Les changements du côté des services de santé au travail
Changement de nom et extension des missions vers la santé publique
A l’entrée en vigueur de la loi, les Services de santé au travail interentreprises (SSTI) deviendront des Services de prévention et de santé au travail interentreprises (SPSTI). Derrière ce changement d’appellation, on trouve de nouvelles missions en lien avec la santé publique. La loi précise ainsi que les SPSTI devront contribuer à « des actions de promotion de la santé sur le lieu de travail, dont des campagnes de vaccination et de dépistage, des actions de sensibilisation aux bénéfices de la pratique sportive et des actions d’information et de sensibilisation aux situations de handicap au travail ».

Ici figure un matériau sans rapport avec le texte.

//! Tool facade and the MCP stdio server built on it.
//!
//! [`BrandServer`] owns the provider handles and exposes the five operations as
//! typed methods, as rmcp tool routes (see [`handler`]) and through
//! [`BrandServer::call_tool`], which takes raw JSON arguments and returns either
//! the JSON result or a structured error payload.

pub mod handler;
pub mod tools;
pub mod transport;

use rmcp::handler::server::router::tool::ToolRouter;
use serde::Serialize;
use serde_json::Value;
use std::future::Future;
use std::sync::Arc;
use std::time::Instant;
use tracing::{info, info_span, warn, Instrument};

use crate::comparator::BrandComparator;
use crate::config::Config;
use crate::error::{ErrorPayload, MirageError, Result};
use crate::extractor::BrandExtractor;
use crate::generator::ReplicaGenerator;
use crate::providers::{FirecrawlClient, GeminiClient, Scraper, TextModel};
use crate::resource::parse_target_url;
use crate::templates::TemplateApplier;
use crate::types::{
    BrandComparison, BrandDescriptor, ComponentType, ReplicaArtifact, Replication,
    TemplateApplication,
};

pub use handler::{tool_definitions, SERVER_NAME};
pub use tools::TOOL_NAMES;
pub use transport::{serve, serve_stdio, MAX_MESSAGE_BYTES};

/// Stateless facade over scraping, extraction, generation and comparison.
#[derive(Clone)]
pub struct BrandServer {
    scraper: Arc<dyn Scraper>,
    extractor: BrandExtractor,
    generator: ReplicaGenerator,
    comparator: BrandComparator,
    templates: TemplateApplier,
    tool_router: ToolRouter<BrandServer>,
}

impl BrandServer {
    pub fn new(scraper: Arc<dyn Scraper>, model: Arc<dyn TextModel>) -> Self {
        let extractor = BrandExtractor::new(model.clone());
        let generator = ReplicaGenerator::new(model);
        let templates = TemplateApplier::new(scraper.clone(), extractor.clone(), generator.clone());
        Self {
            scraper,
            extractor,
            generator,
            comparator: BrandComparator::default(),
            templates,
            tool_router: handler::router(),
        }
    }

    /// Build the server with Firecrawl and Gemini clients from `config`.
    pub fn from_config(config: &Config) -> Result<Self> {
        let scraper = FirecrawlClient::from_config(&config.firecrawl)?;
        let model = GeminiClient::from_config(&config.gemini)?;
        info!(model = model.model(), "providers configured");
        Ok(Self::new(Arc::new(scraper), Arc::new(model)))
    }

    pub async fn extract_brand(
        &self,
        url: &str,
        include_screenshots: bool,
    ) -> Result<BrandDescriptor> {
        let target = parse_target_url(url)?;
        let page = self.scraper.scrape(target.as_str(), include_screenshots).await?;
        self.extractor.extract(&page).await
    }

    /// Generate a component from caller-supplied brand JSON.
    pub async fn generate_replica(
        &self,
        brand_data: Value,
        component_type: &str,
        customization: &str,
    ) -> Result<ReplicaArtifact> {
        let kind: ComponentType = component_type.parse()?;
        let brand = BrandDescriptor::from_value(brand_data)?;
        self.generator
            .generate_component(&brand, kind, customization)
            .await
    }

    pub async fn replicate_website(
        &self,
        url: &str,
        component_type: &str,
        customization: &str,
    ) -> Result<Replication> {
        let kind: ComponentType = component_type.parse()?;
        let brand_data = self.extract_brand(url, false).await?;
        let generated = self
            .generator
            .generate_component(&brand_data, kind, customization)
            .await?;
        Ok(Replication {
            brand_data,
            generated,
        })
    }

    /// Extract `url1` then `url2`; the first failure ends the call.
    pub async fn compare_brands(&self, url1: &str, url2: &str) -> Result<BrandComparison> {
        let site1 = self.extract_brand(url1, false).await?;
        let site2 = self.extract_brand(url2, false).await?;
        let comparison = self.comparator.compare(&site1, &site2)?;
        Ok(BrandComparison {
            site1,
            site2,
            comparison,
        })
    }

    pub async fn apply_brand_to_template(
        &self,
        url: &str,
        template_type: &str,
    ) -> Result<TemplateApplication> {
        let target = parse_target_url(url)?;
        self.templates.apply(target.as_str(), template_type).await
    }

    /// Dispatch a tool call by name with raw JSON arguments.
    ///
    /// Every failure is returned as an [`ErrorPayload`] tagged with the tool name.
    pub async fn call_tool(
        &self,
        name: &str,
        args: Value,
    ) -> std::result::Result<Value, ErrorPayload> {
        traced(name, self.dispatch(name, args)).await
    }

    async fn dispatch(&self, name: &str, args: Value) -> Result<Value> {
        match name {
            tools::EXTRACT_BRAND => {
                let args: tools::ExtractBrandArgs = tools::parse_args(name, args)?;
                to_json(self.extract_brand(&args.url, args.include_screenshots).await?)
            }
            tools::GENERATE_REPLICA => {
                let args: tools::GenerateReplicaArgs = tools::parse_args(name, args)?;
                to_json(
                    self.generate_replica(
                        args.brand_data,
                        &args.component_type,
                        &args.customization,
                    )
                    .await?,
                )
            }
            tools::REPLICATE_WEBSITE => {
                let args: tools::ReplicateWebsiteArgs = tools::parse_args(name, args)?;
                to_json(
                    self.replicate_website(&args.url, &args.component_type, &args.customization)
                        .await?,
                )
            }
            tools::COMPARE_BRANDS => {
                let args: tools::CompareBrandsArgs = tools::parse_args(name, args)?;
                to_json(self.compare_brands(&args.url1, &args.url2).await?)
            }
            tools::APPLY_BRAND_TO_TEMPLATE => {
                let args: tools::ApplyTemplateArgs = tools::parse_args(name, args)?;
                to_json(
                    self.apply_brand_to_template(&args.url, &args.template_type)
                        .await?,
                )
            }
            other => Err(MirageError::validation(format!(
                "unknown tool '{other}'; available: {}",
                TOOL_NAMES.join(", ")
            ))),
        }
    }
}

/// Run one tool call inside its span, logging the outcome and tagging failures.
async fn traced<F>(name: &str, call: F) -> std::result::Result<Value, ErrorPayload>
where
    F: Future<Output = Result<Value>>,
{
    let span = info_span!("tool", name = %name);
    async move {
        let started = Instant::now();
        match call.await {
            Ok(value) => {
                info!(elapsed_ms = started.elapsed().as_millis() as u64, "tool call succeeded");
                Ok(value)
            }
            Err(err) => {
                let payload = err.to_payload().with_operation(name);
                warn!(
                    category = ?payload.category,
                    error = %payload.message,
                    "tool call failed"
                );
                Err(payload)
            }
        }
    }
    .instrument(span)
    .await
}

fn to_json<T: Serialize>(value: T) -> Result<Value> {
    Ok(serde_json::to_value(value)?)
}
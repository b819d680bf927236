use reqwest::StatusCode;
use serde::{Deserialize, Serialize};
use thiserror::Error;
use url::ParseError;

#[derive(Debug, Error)]
pub enum MirageError {
    #[error("Fetch error (status: {status:?}): {message}")]
    Fetch {
        status: Option<StatusCode>,
        message: String,
    },

    /// The provider reached the page but the page itself answered with an error.
    #[error("Target page error (status: {status}): {message}")]
    TargetPage { status: StatusCode, message: String },

    #[error("Extraction error: {0}")]
    Extraction(String),

    #[error("Generation error: {0}")]
    Generation(String),

    #[error("Validation error: {0}")]
    Validation(String),

    #[error("Model provider error (status: {status:?}): {message}")]
    Model {
        status: Option<StatusCode>,
        message: String,
    },

    #[error("Configuration error: {0}")]
    Config(String),

    #[error("IO error: {0}")]
    Io(#[from] std::io::Error),

    #[error("Serialization error: {0}")]
    Serialization(#[from] serde_json::Error),
}

impl MirageError {
    pub fn fetch(status: Option<StatusCode>, message: impl Into<String>) -> Self {
        MirageError::Fetch {
            status,
            message: message.into(),
        }
    }

    pub fn target_page(status: StatusCode, message: impl Into<String>) -> Self {
        MirageError::TargetPage {
            status,
            message: message.into(),
        }
    }

    pub fn model(status: Option<StatusCode>, message: impl Into<String>) -> Self {
        MirageError::Model {
            status,
            message: message.into(),
        }
    }

    pub fn extraction(message: impl Into<String>) -> Self {
        MirageError::Extraction(message.into())
    }

    pub fn generation(message: impl Into<String>) -> Self {
        MirageError::Generation(message.into())
    }

    pub fn validation(message: impl Into<String>) -> Self {
        MirageError::Validation(message.into())
    }

    /// Attribute a model-provider failure to the extraction stage.
    pub fn into_extraction(self) -> Self {
        match self {
            MirageError::Model { status, message } => MirageError::Extraction(match status {
                Some(code) => format!("model request failed (status {}): {message}", code.as_u16()),
                None => format!("model request failed: {message}"),
            }),
            MirageError::Serialization(e) => MirageError::Extraction(e.to_string()),
            other => other,
        }
    }

    /// Attribute a model-provider failure to the generation stage.
    pub fn into_generation(self) -> Self {
        match self {
            MirageError::Model { status, message } => MirageError::Generation(match status {
                Some(code) => format!("model request failed (status {}): {message}", code.as_u16()),
                None => format!("model request failed: {message}"),
            }),
            MirageError::Serialization(e) => MirageError::Generation(e.to_string()),
            other => other,
        }
    }

    pub fn category(&self) -> ErrorCategory {
        match self {
            MirageError::Fetch { .. } | MirageError::TargetPage { .. } => ErrorCategory::Fetch,
            MirageError::Extraction(_) => ErrorCategory::Extraction,
            MirageError::Generation(_) => ErrorCategory::Generation,
            MirageError::Validation(_) => ErrorCategory::Validation,
            MirageError::Config(_) => ErrorCategory::Config,
            MirageError::Model { .. } | MirageError::Io(_) | MirageError::Serialization(_) => {
                ErrorCategory::Internal
            }
        }
    }

    pub fn to_payload(&self) -> ErrorPayload {
        let category = self.category();
        match self {
            MirageError::Fetch { status, message } => {
                let remediation = match status.map(|s| s.as_u16()) {
                    Some(401) | Some(403) => "Check FIRECRAWL_API_KEY; the scraping provider rejected the credentials.",
                    Some(402) => "The scraping provider account is out of credits.",
                    Some(429) => "Rate limited by the scraping provider; wait before retrying.",
                    _ => "Verify the URL is reachable and publicly accessible, then retry.",
                };
                ErrorPayload::new(category, message.to_string(), remediation)
            }
            MirageError::TargetPage { status, message } => {
                let remediation = match status.as_u16() {
                    401 | 403 => "The target site refused the request; it may require a login or block automated access. Try a public page.",
                    404 | 410 => "The target page does not exist; check the URL.",
                    429 => "The target site is rate limiting requests; wait before retrying.",
                    _ => "The target page returned an error; check that it loads in a browser.",
                };
                ErrorPayload::new(category, message.to_string(), remediation)
            }
            MirageError::Extraction(msg) => ErrorPayload::new(
                category,
                msg.to_string(),
                "The model could not infer a brand from the page; retry or try a page with more visible styling.",
            ),
            MirageError::Generation(msg) => {
                let remediation = if msg.to_ascii_lowercase().contains("component type") {
                    "Use one of: landing_page, email, button, card, hero_section, pricing_table, feature_grid, testimonial, cta."
                } else {
                    "Retry the generation; simplify the customization text if the model output was malformed."
                };
                ErrorPayload::new(category, msg.to_string(), remediation)
            }
            MirageError::Validation(msg) => ErrorPayload::new(
                category,
                msg.to_string(),
                "Check the tool arguments against the published input schema.",
            ),
            MirageError::Config(msg) => {
                let lower = msg.to_ascii_lowercase();
                let remediation = if lower.contains("firecrawl_api_key") {
                    "Set FIRECRAWL_API_KEY or [firecrawl].api_key in the config file."
                } else if lower.contains("google_api_key") || lower.contains("gemini") {
                    "Set GOOGLE_API_KEY (or GEMINI_API_KEY) or [gemini].api_key in the config file."
                } else {
                    "Check the config file (--config or ~/.config/mirage/config.toml)."
                };
                ErrorPayload::new(category, msg.to_string(), remediation)
            }
            MirageError::Model { status, message } => ErrorPayload::new(
                category,
                format!("Model provider error (status {:?}): {}", status, message),
                "Check GOOGLE_API_KEY, the model name and provider quotas; retry after waiting.",
            ),
            MirageError::Io(e) => ErrorPayload::new(
                category,
                e.to_string(),
                "Check stdio/file permissions.",
            ),
            MirageError::Serialization(e) => ErrorPayload::new(
                category,
                e.to_string(),
                "Re-run with --verbose for details.",
            ),
        }
    }
}

impl From<ParseError> for MirageError {
    fn from(err: ParseError) -> Self {
        MirageError::Validation(format!("invalid URL: {err}"))
    }
}

pub type Result<T> = std::result::Result<T, MirageError>;

#[derive(Debug, Clone, Copy, Serialize, Deserialize, PartialEq, Eq)]
#[serde(rename_all = "lowercase")]
pub enum ErrorCategory {
    Fetch,
    Extraction,
    Generation,
    Validation,
    Config,
    Internal,
}

#[derive(Debug, Clone, Serialize, Deserialize)]
#[serde(rename_all = "camelCase")]
pub struct ErrorPayload {
    #[serde(default, skip_serializing_if = "Option::is_none")]
    pub operation: Option<String>,
    pub category: ErrorCategory,
    pub message: String,
    #[serde(skip_serializing_if = "Option::is_none")]
    pub remediation: Option<String>,
}

impl ErrorPayload {
    pub fn new(category: ErrorCategory, message: String, remediation: impl Into<String>) -> Self {
        Self {
            operation: None,
            category,
            message,
            remediation: Some(remediation.into()),
        }
    }

    pub fn with_operation(mut self, operation: impl Into<String>) -> Self {
        self.operation = Some(operation.into());
        self
    }
}

#[cfg(test)]
mod tests {
    use super::*;

    #[test]
    fn fetch_payload_mentions_key_on_unauthorized() {
        let err = MirageError::fetch(Some(StatusCode::UNAUTHORIZED), "Unauthorized");
        let payload = err.to_payload();
        assert_eq!(payload.category, ErrorCategory::Fetch);
        let remediation = payload.remediation.unwrap_or_default();
        assert!(
            remediation.contains("FIRECRAWL_API_KEY"),
            "expected remediation to mention the scraping key, got: {remediation}"
        );
    }

    #[test]
    fn target_page_refusal_points_at_the_site_not_the_key() {
        let err = MirageError::target_page(
            StatusCode::FORBIDDEN,
            "https://example.com/ responded with status 403: Forbidden",
        );
        let payload = err.to_payload();
        let remediation = payload.remediation.unwrap_or_default();

        assert_eq!(payload.category, ErrorCategory::Fetch);
        assert!(!remediation.contains("FIRECRAWL_API_KEY"), "{remediation}");
        assert!(remediation.contains("target site refused"), "{remediation}");
    }

    #[test]
    fn target_page_rate_limit_is_attributed_to_the_site() {
        let err = MirageError::target_page(StatusCode::TOO_MANY_REQUESTS, "slow down");
        let remediation = err.to_payload().remediation.unwrap_or_default();
        assert!(remediation.contains("target site is rate limiting"), "{remediation}");
    }

    #[test]
    fn fetch_payload_uses_reachability_hint_without_status() {
        let err = MirageError::fetch(None, "connection refused");
        let remediation = err.to_payload().remediation.unwrap_or_default();
        assert!(remediation.contains("reachable"));
    }

    #[test]
    fn model_error_becomes_extraction_error() {
        let err = MirageError::model(Some(StatusCode::TOO_MANY_REQUESTS), "quota exceeded")
            .into_extraction();
        match err {
            MirageError::Extraction(msg) => {
                assert!(msg.contains("429"), "status should be kept: {msg}");
                assert!(msg.contains("quota exceeded"));
            }
            other => panic!("expected extraction error, got {other:?}"),
        }
    }

    #[test]
    fn model_error_becomes_generation_error() {
        let err = MirageError::model(None, "timed out").into_generation();
        assert!(matches!(err, MirageError::Generation(ref m) if m.contains("timed out")));
    }

    #[test]
    fn stage_conversion_keeps_other_variants() {
        let err = MirageError::fetch(None, "down").into_generation();
        assert!(matches!(err, MirageError::Fetch { .. }));
    }

    #[test]
    fn generation_payload_lists_component_types() {
        let err = MirageError::generation("unrecognized component type 'banner'");
        let remediation = err.to_payload().remediation.unwrap_or_default();
        assert!(remediation.contains("pricing_table"));
    }

    #[test]
    fn config_payload_points_at_google_key() {
        let err = MirageError::Config("GOOGLE_API_KEY is required".to_string());
        let remediation = err.to_payload().remediation.unwrap_or_default();
        assert!(remediation.contains("GOOGLE_API_KEY"));
    }

    #[test]
    fn payload_serializes_operation_when_present() {
        let payload = MirageError::validation("url is required")
            .to_payload()
            .with_operation("extract_brand");
        let json = serde_json::to_value(&payload).expect("serialize payload");
        assert_eq!(json["operation"], "extract_brand");
        assert_eq!(json["category"], "validation");
        assert_eq!(json["message"], "url is required");
    }
}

De nouvelles compétences dans les services de santé au travail
Les médecins du travail auront la possibilité de s’adjoindre les services de nouveaux professionnels auxiliaires disposant de compétences en santé au travail. Par ailleurs, pour faire face à la pénurie de médecins du travail, le texte prévoir la possibilité future (au plus tard le 1er janvier 2023) pour les SSTI des zones les plus tendues de recourir au renfort de médecins de ville formés en médecine du travail.
Pratiques médicales à distance
Lorsque cela est possible – et sur accord du salarié – le professionnels de santé au travail pourra recourir à des pratiques médicales à distance. Par ailleurs, s’il juge cela nécessaire au regard de la situation du salarié, il pourra proposer à ce dernier la participation de son médecin traitant ou spécialiste à cette consultation à distance. Le salarié restera libre d’accepter ou non cette proposition.